<<<<
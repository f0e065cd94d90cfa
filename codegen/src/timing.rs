//! Pass timing.
//!
//! This module provides facilities for timing the execution of individual
//! compilation passes. Every pass entry point acquires a token; the elapsed
//! time is accumulated in thread-local storage when the token is dropped,
//! and can be printed with [`take_current`].

use core::fmt;

// Each pass that can be timed is predefined with the `define_passes!`
// macro. Each pass has a snake_case name and a plain text description used
// when printing out the timing report.
macro_rules! define_passes {
    ($($pass:ident: $desc:expr,)+) => {
        /// A single compilation pass we can time.
        #[allow(missing_docs, non_camel_case_types)]
        #[derive(Clone, Copy, PartialEq, Eq, Debug)]
        pub enum Pass {
            $($pass,)+
            /// Number of passes; not a real pass.
            None,
        }

        const NUM_PASSES: usize = Pass::None as usize;

        const DESCRIPTIONS: [&str; NUM_PASSES] = [$($desc,)+];

        impl Pass {
            fn idx(self) -> usize {
                self as usize
            }

            /// Description of the pass.
            pub fn description(self) -> &'static str {
                match self {
                    Pass::None => "<no pass>",
                    _ => DESCRIPTIONS[self.idx()],
                }
            }
        }

        $(
            /// Start timing this pass. The pass ends when the token is
            /// dropped.
            #[must_use]
            pub fn $pass() -> TimingToken {
                start_pass(Pass::$pass)
            }
        )+
    }
}

define_passes! {
    flowgraph: "Control flow graph",
    domtree: "Dominator tree",
    ssa_uses: "SSA use sets",
    copy_prop: "Copy propagation",
    cse: "Common subexpression elimination",
    dce: "Dead code elimination",
    postra_sched: "Post-RA scheduling",
    verify_shader: "Shader verifier",
}

impl fmt::Display for Pass {
    fn fmt(&self, f: &mut fmt::Formatter) -> fmt::Result {
        f.write_str(self.description())
    }
}

#[cfg(feature = "timing")]
pub use details::{take_current, PassTimes, TimingToken};

#[cfg(feature = "timing")]
fn start_pass(pass: Pass) -> TimingToken {
    details::start_pass(pass)
}

#[cfg(not(feature = "timing"))]
pub use stubs::{take_current, PassTimes, TimingToken};

#[cfg(not(feature = "timing"))]
fn start_pass(_pass: Pass) -> TimingToken {
    TimingToken
}

#[cfg(not(feature = "timing"))]
mod stubs {
    use core::fmt;

    /// A timing token from a disabled timing build; does nothing.
    pub struct TimingToken;

    /// Accumulated timing; empty in disabled builds.
    #[derive(Default)]
    pub struct PassTimes;

    impl fmt::Display for PassTimes {
        fn fmt(&self, _f: &mut fmt::Formatter) -> fmt::Result {
            Ok(())
        }
    }

    /// Take the current accumulated pass timings and reset them.
    pub fn take_current() -> PassTimes {
        PassTimes
    }
}

#[cfg(feature = "timing")]
mod details {
    use super::{Pass, DESCRIPTIONS, NUM_PASSES};
    use core::cell::{Cell, RefCell};
    use core::fmt;
    use std::time::{Duration, Instant};

    /// A timing token is responsible for timing the currently running pass.
    /// Timing starts when it is created and ends when it is dropped.
    pub struct TimingToken {
        start: Instant,
        pass: Pass,
        prev: Pass,
    }

    /// Accumulated timing for all passes.
    #[derive(Default)]
    pub struct PassTimes {
        total: [Duration; NUM_PASSES],
    }

    impl fmt::Display for PassTimes {
        fn fmt(&self, f: &mut fmt::Formatter) -> fmt::Result {
            writeln!(f, "========  ==================================")?;
            writeln!(f, "    Time  Pass")?;
            writeln!(f, "--------  ----------------------------------")?;
            for (time, desc) in self.total.iter().zip(DESCRIPTIONS) {
                if *time != Duration::default() {
                    writeln!(f, "{:8.3}  {}", time.as_secs_f64(), desc)?;
                }
            }
            writeln!(f, "========  ==================================")
        }
    }

    thread_local! {
        static CURRENT_PASS: Cell<Pass> = const { Cell::new(Pass::None) };
        static PASS_TIME: RefCell<PassTimes> = RefCell::new(Default::default());
    }

    pub(super) fn start_pass(pass: Pass) -> TimingToken {
        let prev = CURRENT_PASS.with(|p| p.replace(pass));
        log::debug!("timing: Starting {}, (during {})", pass, prev);
        TimingToken {
            start: Instant::now(),
            pass,
            prev,
        }
    }

    impl Drop for TimingToken {
        fn drop(&mut self) {
            let duration = self.start.elapsed();
            log::debug!("timing: Ending {}: {}ms", self.pass, duration.as_millis());
            CURRENT_PASS.with(|p| p.set(self.prev));
            PASS_TIME.with(|rc| {
                rc.borrow_mut().total[self.pass.idx()] += duration;
            });
        }
    }

    /// Take the current accumulated pass timings and reset them.
    pub fn take_current() -> PassTimes {
        PASS_TIME.with(|rc| core::mem::take(&mut *rc.borrow_mut()))
    }
}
>>>>
# [What needs to be done]
Whatever the material above holds, copy it over exactly, line by line.

# [Output for this task]
repository f0e065cd94d90cfa
filename codegen/src/timing.rs
//! Pass timing.
//!
//! This module provides facilities for timing the execution of individual
//! compilation passes. Every pass entry point acquires a token; the elapsed
//! time is accumulated in thread-local storage when the token is dropped,
//! and can be printed with [`take_current`].

use core::fmt;

// Each pass that can be timed is predefined with the `define_passes!`
// macro. Each pass has a snake_case name and a plain text description used
// when printing out the timing report.
macro_rules! define_passes {
    ($($pass:ident: $desc:expr,)+) => {
        /// A single compilation pass we can time.
        #[allow(missing_docs, non_camel_case_types)]
        #[derive(Clone, Copy, PartialEq, Eq, Debug)]
        pub enum Pass {
            $($pass,)+
            /// Number of passes; not a real pass.
            None,
        }

        const NUM_PASSES: usize = Pass::None as usize;

        const DESCRIPTIONS: [&str; NUM_PASSES] = [$($desc,)+];

        impl Pass {
            fn idx(self) -> usize {
                self as usize
            }

            /// Description of the pass.
            pub fn description(self) -> &'static str {
                match self {
                    Pass::None => "<no pass>",
                    _ => DESCRIPTIONS[self.idx()],
                }
            }
        }

        $(
            /// Start timing this pass. The pass ends when the token is
            /// dropped.
            #[must_use]
            pub fn $pass() -> TimingToken {
                start_pass(Pass::$pass)
            }
        )+
    }
}

define_passes! {
    flowgraph: "Control flow graph",
    domtree: "Dominator tree",
    ssa_uses: "SSA use sets",
    copy_prop: "Copy propagation",
    cse: "Common subexpression elimination",
    dce: "Dead code elimination",
    postra_sched: "Post-RA scheduling",
    verify_shader: "Shader verifier",
}

impl fmt::Display for Pass {
    fn fmt(&self, f: &mut fmt::Formatter) -> fmt::Result {
        f.write_str(self.description())
    }
}

#[cfg(feature = "timing")]
pub use details::{take_current, PassTimes, TimingToken};

#[cfg(feature = "timing")]
fn start_pass(pass: Pass) -> TimingToken {
    details::start_pass(pass)
}

#[cfg(not(feature = "timing"))]
pub use stubs::{take_current, PassTimes, TimingToken};

#[cfg(not(feature = "timing"))]
fn start_pass(_pass: Pass) -> TimingToken {
    TimingToken
}

#[cfg(not(feature = "timing"))]
mod stubs {
    use core::fmt;

    /// A timing token from a disabled timing build; does nothing.
    pub struct TimingToken;

    /// Accumulated timing; empty in disabled builds.
    #[derive(Default)]
    pub struct PassTimes;

    impl fmt::Display for PassTimes {
        fn fmt(&self, _f: &mut fmt::Formatter) -> fmt::Result {
            Ok(())
        }
    }

    /// Take the current accumulated pass timings and reset them.
    pub fn take_current() -> PassTimes {
        PassTimes
    }
}

#[cfg(feature = "timing")]
mod details {
    use super::{Pass, DESCRIPTIONS, NUM_PASSES};
    use core::cell::{Cell, RefCell};
    use core::fmt;
    use std::time::{Duration, Instant};

    /// A timing token is responsible for timing the currently running pass.
    /// Timing starts when it is created and ends when it is dropped.
    pub struct TimingToken {
        start: Instant,
        pass: Pass,
        prev: Pass,
    }

    /// Accumulated timing for all passes.
    #[derive(Default)]
    pub struct PassTimes {
        total: [Duration; NUM_PASSES],
    }

    impl fmt::Display for PassTimes {
        fn fmt(&self, f: &mut fmt::Formatter) -> fmt::Result {
            writeln!(f, "========  ==================================")?;
            writeln!(f, "    Time  Pass")?;
            writeln!(f, "--------  ----------------------------------")?;
            for (time, desc) in self.total.iter().zip(DESCRIPTIONS) {
                if *time != Duration::default() {
                    writeln!(f, "{:8.3}  {}", time.as_secs_f64(), desc)?;
                }
            }
            writeln!(f, "========  ==================================")
        }
    }

    thread_local! {
        static CURRENT_PASS: Cell<Pass> = const { Cell::new(Pass::None) };
        static PASS_TIME: RefCell<PassTimes> = RefCell::new(Default::default());
    }

    pub(super) fn start_pass(pass: Pass) -> TimingToken {
        let prev = CURRENT_PASS.with(|p| p.replace(pass));
        log::debug!("timing: Starting {}, (during {})", pass, prev);
        TimingToken {
            start: Instant::now(),
            pass,
            prev,
        }
    }

    impl Drop for TimingToken {
        fn drop(&mut self) {
            let duration = self.start.elapsed();
            log::debug!("timing: Ending {}: {}ms", self.pass, duration.as_millis());
            CURRENT_PASS.with(|p| p.set(self.prev));
            PASS_TIME.with(|rc| {
                rc.borrow_mut().total[self.pass.idx()] += duration;
            });
        }
    }

    /// Take the current accumulated pass timings and reset them.
    pub fn take_current() -> PassTimes {
        PASS_TIME.with(|rc| core::mem::take(&mut *rc.borrow_mut()))
    }
}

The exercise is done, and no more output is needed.